Although data and analytical knowledge is recognized as the competence of the future in the commercial sector, there is often a lack of robust digital strategies. For example, only 34.9% of respondents are satisfied with the use of workflows that have already been digitized. There are many reasons for this. Technologies are often not optimally integrated into the company. Many companies continue to lose time because specialist departments such as accounting and controlling are not networked on the software side and the merging of information requires manual work, which impairs productivity. In addition, employees are often inadequately trained or do not feel internally prepared for the digital transformation in their day-to-day work.

An IHK survey on digitalization in 2023 reveals a similar problem. Companies often struggle to keep up with the rapid pace of development. There is a lack of time and financial resources as well as IT specialists to manage the complex AI technologies, which often require a certain level of specialist knowledge. There are also complex regulatory requirements and security risks when it comes to data protection. Many companies therefore only rate their level of digitalization as “satisfactory”. The good news is that AI systems for accounting will be able to be integrated more and more smoothly into existing IT landscapes and operated more intuitively in future. This development should take pressure off the boiler.

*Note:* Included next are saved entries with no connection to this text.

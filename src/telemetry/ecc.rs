//! ECC error counter monitoring through the target's EDAC interface.
//!
//! Counters are read once before the first phase and once after the last.
//! New uncorrectable errors fail the configured phase; new correctable errors
//! only warn, since ECC did its job but the memory has weak cells.

use once_cell::sync::Lazy;
use regex::Regex;
use serde::{Deserialize, Serialize};
use std::time::Duration;

use crate::aggregator::ResultAggregator;
use crate::models::{FailureKind, FailureRecord};
use crate::target::{never_cancel, RemoteExecutor};

static CONTROLLER_RE: Lazy<Regex> = Lazy::new(|| {
    Regex::new(r"^\s*(\S+)\s+ce=(\d+)\s+ue=(\d+)\s*$").expect("Invalid EDAC counter regex")
});

#[derive(Clone, Debug, PartialEq, Eq, Serialize, Deserialize)]
pub struct ControllerCounts {
    pub controller: String,
    pub correctable: u64,
    pub uncorrectable: u64,
}

#[derive(Clone, Debug, Default, PartialEq, Eq, Serialize, Deserialize)]
pub struct EccCounts {
    pub controllers: Vec<ControllerCounts>,
}

impl EccCounts {
    pub fn parse(output: &str) -> Self {
        let controllers = output
            .lines()
            .filter_map(|line| CONTROLLER_RE.captures(line))
            .filter_map(|caps| {
                Some(ControllerCounts {
                    controller: caps[1].to_string(),
                    correctable: caps[2].parse().ok()?,
                    uncorrectable: caps[3].parse().ok()?,
                })
            })
            .collect();
        EccCounts { controllers }
    }

    pub fn is_supported(&self) -> bool {
        !self.controllers.is_empty()
    }

    pub fn correctable(&self) -> u64 {
        self.controllers.iter().map(|c| c.correctable).sum()
    }

    pub fn uncorrectable(&self) -> u64 {
        self.controllers.iter().map(|c| c.uncorrectable).sum()
    }
}

/// Errors that appeared during the session.
#[derive(Clone, Debug, Default, PartialEq, Eq, Serialize, Deserialize)]
pub struct EccDelta {
    pub correctable: u64,
    pub uncorrectable: u64,
    pub controllers: Vec<ControllerCounts>,
}

impl EccDelta {
    pub fn between(start: &EccCounts, end: &EccCounts) -> Self {
        EccDelta {
            // counters can reset with the driver; never report negative growth
            correctable: end.correctable().saturating_sub(start.correctable()),
            uncorrectable: end.uncorrectable().saturating_sub(start.uncorrectable()),
            controllers: end.controllers.clone(),
        }
    }
}

pub struct EccMonitor {
    command: String,
    phase: String,
    timeout: Duration,
    baseline: Option<EccCounts>,
}

impl EccMonitor {
    pub fn new(command: impl Into<String>, phase: impl Into<String>, timeout: Duration) -> Self {
        EccMonitor {
            command: command.into(),
            phase: phase.into(),
            timeout,
            baseline: None,
        }
    }

    async fn read(&self, executor: &dyn RemoteExecutor) -> Option<EccCounts> {
        match executor.execute(&self.command, self.timeout, never_cancel()).await {
            Ok(output) if output.success() => Some(EccCounts::parse(&output.stdout)),
            Ok(output) => {
                log::debug!("[Ecc] Counter read exited with {}", output.exit_code);
                None
            }
            Err(e) => {
                log::debug!("[Ecc] Counter read failed: {}", e);
                None
            }
        }
    }

    /// Record the starting counters. Returns whether ECC is supported.
    pub async fn start(&mut self, executor: &dyn RemoteExecutor) -> bool {
        self.baseline = self.read(executor).await.filter(EccCounts::is_supported);
        match &self.baseline {
            Some(counts) => {
                log::info!(
                    "[Ecc] Monitoring {} memory controllers (CE {}, UE {})",
                    counts.controllers.len(),
                    counts.correctable(),
                    counts.uncorrectable()
                );
                true
            }
            None => {
                log::info!("[Ecc] ECC monitoring not available on this target");
                false
            }
        }
    }

    /// Read the final counters and charge new errors to the aggregator.
    pub async fn finish(
        &self,
        executor: &dyn RemoteExecutor,
        aggregator: &ResultAggregator,
    ) -> Option<EccDelta> {
        let baseline = self.baseline.as_ref()?;
        let Some(end) = self.read(executor).await else {
            aggregator.record_warning("ecc", "final ECC counter read failed");
            return None;
        };
        let delta = EccDelta::between(baseline, &end);

        if delta.uncorrectable > 0 {
            log::error!("[Ecc] {} uncorrectable ECC errors", delta.uncorrectable);
            aggregator.record_fail(
                &self.phase,
                FailureRecord {
                    workload: "ecc".to_string(),
                    kind: FailureKind::Failure,
                    message: format!("{} uncorrectable ECC errors", delta.uncorrectable),
                },
            );
        }
        if delta.correctable > 0 {
            aggregator.record_warning(
                "ecc",
                format!("{} correctable ECC errors (weak cells)", delta.correctable),
            );
        }
        Some(delta)
    }
}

Artificial intelligence makes suggestions – humans decide

A year ago, a study by Diamant Software revealed acceptance problems with AI in commercial areas. Where is the data stored? How secure is company data in the cloud? Do employees have to worry about their jobs? Only 10% of the companies surveyed trusted AI software to summarize reports and analyses, for example. 48.8% would prefer an automatic suggestion function that is then approved by a human employee. humans should continue to play a key role in the processes. For example, suggestions for account assignment would be made by the software, but these would have to be approved by a person.

Complete automation by software, especially for critical tasks such as the preparation of financial statements, appears to be less attractive for companies in the future. Only 13.3% can imagine financial statements, including consolidation, being prepared entirely by software. In less critical areas such as invoice entry, 46.9% are aiming for complete automation through software. So there is still a lot of potential that has not yet been exploited. Today, the figures would certainly paint a very different picture – because the reasons for the lack of acceptance are in the process of disappearing.

Conclusion: companies must set the course for the future of AI now

The advent of AI does not necessarily mean that accounting jobs will be lost. However, the accountant of 2030 will be far more than just a data entry clerk. They will need to have a wide range of new methodological and technical skills that hardly played a role in their old professional world. These skills will turn her into an analyst who works closely with AI-supported software and supports management in making strategic decisions. This shift in priorities is anything but new. But the transformation is now clearly gathering pace. Companies must pave the way for this transformation of the job profile by developing resilient digital strategies in good time, driving forward the integration of AI technologies into their IT systems, investing in employee training and providing psychological support for the change.